Author: Julian Miles, Staff Writer

The squad’s sitting there having breakfast when Tommo’s head explodes. Just like that, we’re all on the deck.
Except Bert. He’s still sat there noshing his way through a bacon butty.
“Bert! What the frack?”
He swallows before replying.
“When was the last time they missed? We’re the ones who shoot everywhere.”
Well I’ll be a unicorn’s other horn. He’s right. We all grab our nosh – although nobody sits back up at the table.
Sandy grins.
“Got any more insights, o bacon oracle?”
Bert nods.
“Why are we still alive? Check our sensors. Nothing spotted anything, yet we’re a trooper down.”
Clem nods.
“Just like when we lost Avro.”
Just like… I stand up and look about. Three hundred and sixty degrees of sodden moorland, with a pair of turd-brown duck-billed hawks flapping their ungainly way eastward.
Damon hisses.
“Billy. Don’t be a hero. Get your head down.”
I reply without complying.
“When was the last time we lost more than one in an attack?”

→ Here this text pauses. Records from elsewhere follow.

//! Motion requests and resolved path segments.

use crate::{
    axis::{AXIS_COUNT, Axis, AxisTargets, AxisVec},
    chain::SegmentId,
    context::KinematicsContext,
};
use serde::{Deserialize, Serialize};
use thiserror::Error;

/// Rejected before a request reaches the pipeline
#[derive(Debug, Clone, PartialEq, Error)]
pub enum RequestError {
    #[error("target for axis {axis} is not finite: {value}")]
    NonFiniteTarget { axis: Axis, value: f64 },
    #[error("axis {axis} is not active")]
    InactiveAxis { axis: Axis },
    #[error("requested {field} must be positive and finite, got {value}")]
    InvalidRate { field: &'static str, value: f64 },
    #[error("arc center offset is not finite: {center:?}")]
    NonFiniteCenter { center: [f64; 2] },
    #[error("arc center offset has zero radius")]
    ZeroRadius,
}

pub type Result<T, E = RequestError> = core::result::Result<T, E>;

#[derive(Debug, Clone, Copy, PartialEq, Eq, Hash, Serialize, Deserialize)]
#[serde(rename_all = "kebab-case")]
pub enum ArcDirection {
    #[serde(alias = "cw")]
    Clockwise,
    #[serde(alias = "ccw")]
    CounterClockwise,
}

/// How the sparse targets of a request are interpreted
#[derive(Debug, Clone, Copy, PartialEq)]
pub enum MoveKind {
    /// Targets are positions; absent axes keep their ideal position
    Absolute,
    /// Targets are displacements from the previous ideal position
    Relative,
    /// Redefine the logical position without motion
    Reset,
    /// Circular XY move; `center` is the I/J offset from the start point
    Arc {
        direction: ArcDirection,
        center: [f64; 2],
    },
}

impl MoveKind {
    pub fn name(&self) -> &'static str {
        match self {
            MoveKind::Absolute => "absolute",
            MoveKind::Relative => "relative",
            MoveKind::Reset => "reset",
            MoveKind::Arc {
                direction: ArcDirection::Clockwise,
                ..
            } => "arc-cw",
            MoveKind::Arc {
                direction: ArcDirection::CounterClockwise,
                ..
            } => "arc-ccw",
        }
    }
}

/// Per-segment switches
#[derive(Debug, Clone, Copy, PartialEq, Eq, Serialize, Deserialize)]
#[serde(default)]
pub struct SegmentFlags {
    /// The execution queue may drop this segment on cancel
    pub cancelable: bool,
    pub bed_compensation: bool,
    pub backlash_compensation: bool,
    pub soft_limits: bool,
}

impl Default for SegmentFlags {
    fn default() -> Self {
        Self {
            cancelable: false,
            bed_compensation: true,
            backlash_compensation: true,
            soft_limits: true,
        }
    }
}

/// A structured motion command from the command layer
#[derive(Debug, Clone, Copy, PartialEq)]
pub struct MotionRequest {
    pub kind: MoveKind,
    pub targets: AxisTargets,
    pub speed: Option<f64>,
    pub acceleration: Option<f64>,
    pub flags: SegmentFlags,
}

impl MotionRequest {
    pub fn new(kind: MoveKind, targets: AxisTargets) -> Self {
        Self {
            kind,
            targets,
            speed: None,
            acceleration: None,
            flags: SegmentFlags::default(),
        }
    }

    pub fn absolute(targets: AxisTargets) -> Self {
        Self::new(MoveKind::Absolute, targets)
    }

    pub fn relative(targets: AxisTargets) -> Self {
        Self::new(MoveKind::Relative, targets)
    }

    pub fn reset(targets: AxisTargets) -> Self {
        Self::new(MoveKind::Reset, targets)
    }

    pub fn arc(direction: ArcDirection, center: [f64; 2], targets: AxisTargets) -> Self {
        Self::new(MoveKind::Arc { direction, center }, targets)
    }

    pub fn with_speed(mut self, speed: f64) -> Self {
        self.speed = Some(speed);
        self
    }

    pub fn with_acceleration(mut self, acceleration: f64) -> Self {
        self.acceleration = Some(acceleration);
        self
    }

    pub fn with_flags(mut self, flags: SegmentFlags) -> Self {
        self.flags = flags;
        self
    }

    /// Check the request shape against the context
    pub fn validate(&self, ctx: &KinematicsContext) -> Result<()> {
        for (axis, value) in self.targets.iter() {
            if !value.is_finite() {
                return Err(RequestError::NonFiniteTarget { axis, value });
            }
            if !ctx.is_active(axis) {
                return Err(RequestError::InactiveAxis { axis });
            }
        }
        for (field, value) in [("speed", self.speed), ("acceleration", self.acceleration)] {
            match value {
                Some(value) if !value.is_finite() || value <= 0.0 => {
                    return Err(RequestError::InvalidRate { field, value });
                }
                _ => {}
            }
        }
        if let MoveKind::Arc { center, .. } = self.kind {
            if center.iter().any(|c| !c.is_finite()) {
                return Err(RequestError::NonFiniteCenter { center });
            }
            if center[0].hypot(center[1]) <= 0.0 {
                return Err(RequestError::ZeroRadius);
            }
        }
        Ok(())
    }
}

/// Direction the execution queue drives an actuator
#[derive(Debug, Clone, Copy, Default, PartialEq, Eq, Hash, Serialize, Deserialize)]
#[serde(rename_all = "lowercase")]
pub enum StepDirection {
    Forward,
    Reverse,
    #[default]
    Idle,
}

impl StepDirection {
    pub fn from_sign(value: f64) -> Self {
        if value > 0.0 {
            StepDirection::Forward
        } else if value < 0.0 {
            StepDirection::Reverse
        } else {
            StepDirection::Idle
        }
    }

    pub fn signum(self) -> i8 {
        match self {
            StepDirection::Forward => 1,
            StepDirection::Reverse => -1,
            StepDirection::Idle => 0,
        }
    }
}

/// One resolved unit of motion.
///
/// Every field is computed once when the segment is resolved against its
/// predecessor and is read-only afterwards.
///
/// Positions come in two frames. The logical frame (`start_position`,
/// `end_position`) is what the chain carries from one segment to the next and
/// never includes backlash. The actuator frame (`stepper_*`, `steps`,
/// `directions`) is what the execution queue drives: it includes backlash
/// take-up and has the tool and slave remapping applied.
///
/// Backlash is tracked per actuator, in kinematics-space slot order.
/// `compensation` holds the take-up for each actuator slot, and it is added
/// slot for slot to `true_displacement`, `stepper_end` and `magnitude`. Under
/// Cartesian kinematics a slot is an axis. Under CoreXY, H-belt and Delta the
/// first three slots are motors or towers, so motor A's take-up shows up in
/// the X slot of those values.
#[derive(Debug, Clone, PartialEq)]
pub struct Segment {
    pub(crate) id: SegmentId,
    pub(crate) prev: Option<SegmentId>,
    pub(crate) kind: MoveKind,
    pub(crate) targets: AxisTargets,
    pub(crate) speed: Option<f64>,
    pub(crate) acceleration: Option<f64>,
    pub(crate) flags: SegmentFlags,

    pub(crate) start_position: AxisVec,
    pub(crate) ideal_end_position: AxisVec,
    pub(crate) level_end_position: AxisVec,
    pub(crate) displacement: AxisVec,
    pub(crate) kinematics_displacement: AxisVec,
    pub(crate) step_counts: [u64; AXIS_COUNT],
    pub(crate) quantized_displacement: AxisVec,
    pub(crate) true_displacement: AxisVec,
    pub(crate) end_position: AxisVec,
    pub(crate) magnitude: f64,
    pub(crate) compensation: Option<AxisVec>,
    pub(crate) contained: bool,

    pub(crate) stepper_start: AxisVec,
    pub(crate) stepper_end: AxisVec,
    pub(crate) steps: [u64; AXIS_COUNT],
    pub(crate) directions: [StepDirection; AXIS_COUNT],
}

impl Segment {
    /// The chain's first segment: a reset at the machine origin
    pub(crate) fn origin(id: SegmentId) -> Self {
        Self {
            id,
            prev: None,
            kind: MoveKind::Reset,
            targets: AxisTargets::new(),
            speed: None,
            acceleration: None,
            flags: SegmentFlags::default(),
            start_position: [0.0; AXIS_COUNT],
            ideal_end_position: [0.0; AXIS_COUNT],
            level_end_position: [0.0; AXIS_COUNT],
            displacement: [0.0; AXIS_COUNT],
            kinematics_displacement: [0.0; AXIS_COUNT],
            step_counts: [0; AXIS_COUNT],
            quantized_displacement: [0.0; AXIS_COUNT],
            true_displacement: [0.0; AXIS_COUNT],
            end_position: [0.0; AXIS_COUNT],
            magnitude: 0.0,
            compensation: None,
            contained: false,
            stepper_start: [0.0; AXIS_COUNT],
            stepper_end: [0.0; AXIS_COUNT],
            steps: [0; AXIS_COUNT],
            directions: [StepDirection::Idle; AXIS_COUNT],
        }
    }

    pub fn id(&self) -> SegmentId {
        self.id
    }

    pub fn prev(&self) -> Option<SegmentId> {
        self.prev
    }

    pub fn kind(&self) -> &MoveKind {
        &self.kind
    }

    pub fn targets(&self) -> &AxisTargets {
        &self.targets
    }

    pub fn speed(&self) -> Option<f64> {
        self.speed
    }

    pub fn acceleration(&self) -> Option<f64> {
        self.acceleration
    }

    pub fn flags(&self) -> SegmentFlags {
        self.flags
    }

    pub fn is_cancelable(&self) -> bool {
        self.flags.cancelable
    }

    pub fn is_reset(&self) -> bool {
        matches!(self.kind, MoveKind::Reset)
    }

    /// Copied from the predecessor's end position
    pub fn start_position(&self) -> &AxisVec {
        &self.start_position
    }

    /// Requested target after soft-limit clamping, before bed compensation
    pub fn ideal_end_position(&self) -> &AxisVec {
        &self.ideal_end_position
    }

    pub fn level_end_position(&self) -> &AxisVec {
        &self.level_end_position
    }

    /// Continuous-space displacement before quantization
    pub fn displacement(&self) -> &AxisVec {
        &self.displacement
    }

    pub fn kinematics_displacement(&self) -> &AxisVec {
        &self.kinematics_displacement
    }

    /// Unsigned quantized step count per kinematics-space axis
    pub fn step_counts(&self) -> &[u64; AXIS_COUNT] {
        &self.step_counts
    }

    /// `sign(kinematics displacement) * step_counts / steps_per_unit`
    pub fn quantized_displacement(&self) -> &AxisVec {
        &self.quantized_displacement
    }

    /// Achievable continuous displacement plus the per-actuator backlash
    /// take-up of [`Segment::compensation`]
    pub fn true_displacement(&self) -> &AxisVec {
        &self.true_displacement
    }

    pub fn end_position(&self) -> &AxisVec {
        &self.end_position
    }

    /// Euclidean norm of the travelled XYZ distance
    pub fn magnitude(&self) -> f64 {
        self.magnitude
    }

    /// Backlash take-up per actuator slot, if any actuator reversed
    pub fn compensation(&self) -> Option<&AxisVec> {
        self.compensation.as_ref()
    }

    /// Whether the target was unreachable and the segment collapsed to no motion
    pub fn is_contained(&self) -> bool {
        self.contained
    }

    pub fn stepper_start(&self) -> &AxisVec {
        &self.stepper_start
    }

    pub fn stepper_end(&self) -> &AxisVec {
        &self.stepper_end
    }

    /// Steps the execution queue drives, per actuator
    pub fn steps(&self) -> &[u64; AXIS_COUNT] {
        &self.steps
    }

    pub fn directions(&self) -> &[StepDirection; AXIS_COUNT] {
        &self.directions
    }

    /// Whether any actuator steps
    pub fn has_motion(&self) -> bool {
        self.steps.iter().any(|&s| s > 0)
    }

    /// Limit the speed to the slowest home speed among the moving axes
    pub fn apply_homing_feedrate(&mut self, ctx: &KinematicsContext) {
        let home_speed = Axis::ALL
            .into_iter()
            .filter(|axis| self.true_displacement[axis.index()] != 0.0)
            .map(|axis| ctx.settings(axis).home_speed.abs())
            .min_by(f64::total_cmp);
        if let Some(home_speed) = home_speed {
            self.speed = Some(match self.speed {
                Some(speed) => speed.min(home_speed),
                None => home_speed,
            });
        }
    }
}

That starts something. Notes are compared. Clem even calls his oppo in Unit Two. End result: nobody can remember.
Bert burps softly.
“I seem to have started something. Try this: how often do we lose that one trooper?”
The casualty schedule checking is easy after Clem calls Sergeant Winifred, his brother-in-law, and head of the field hospital guard.
Winifred returns the call quickly.
“Twenty-five days ago. Twenty-one before that. Then twenty-three, twenty-five, twenty-one, twenty-three… You get the idea?”
Damon curses under his breath.
“Full moon.”
Oh, frack. Of course. This place has a twenty-odd day lunar cycle.
“We lose a trooper on the night of each full moon.”
Sandy pulls out his datapad and starts hunting hard.
“What’s up?”
He replies, but doesn’t look up.
“We’re tasked with maintaining a presence so the locals don’t molest our scientific expeditions.”
“So?”
“Before we arrived, they took casualties. I’m reconciling their losses with ours,” he points at the screen, “and it ties up. Every full moon.”
Sergeant Winifred chimes in.
“Didn’t early survey reports mention something about sacrifices?”
Bert nods, then speaks, realising Winifred can’t see him nod.
“Yes. One of the positive influence points was us being able to persuade the locals into stopping the ritual killings.”
Sandy states it.
“Persuade? Or offer up disposable, non-local victims?”
Damon shudders.
“That’s fracked.”
Bert shakes his head.
“Just because you’re not paranoid, doesn’t mean they’re not out to sacrifice you.”
We laugh. Then go silent.
Sergeant Winifred breaks first.
“What next?”
Clem points at me.
“If the kills are arranged, then whatever’s doing them has clearance for our detectors. I think Lieutenant Billy should raise a zero-tolerance alert next full moon.”
He’s right. The system won’t allow tampering, but a hostile action state negates all exceptions, and lasts two days before it’s queried.
I nod to Clem.
“Excellent idea. Plus we service all weapons the day before.”

Twenty-three days later we’re having breakfast when the intruder alarm howls. Sentry batteries snort out a barrage of lethal. Something crashes to the ground over by Unit 2.
We get there in time to meet Sergeant Winifred.
“Big, winged hostile carrying a standard issue sniping beamer. Verified by serial number.”
They even provided the weapons!
“Secure imagery and evidence.”
I look about.
“Units One and Two, pack it up! We all RTB, then kick up a fuss. Go public and wide.”
I’m betting the few responsible will fade back, letting selected idiots take the fall. Doesn’t really matter. We’ll stop losing friends.
Revenge will have to be done carefully, but it’s inevitable. There will be an accounting.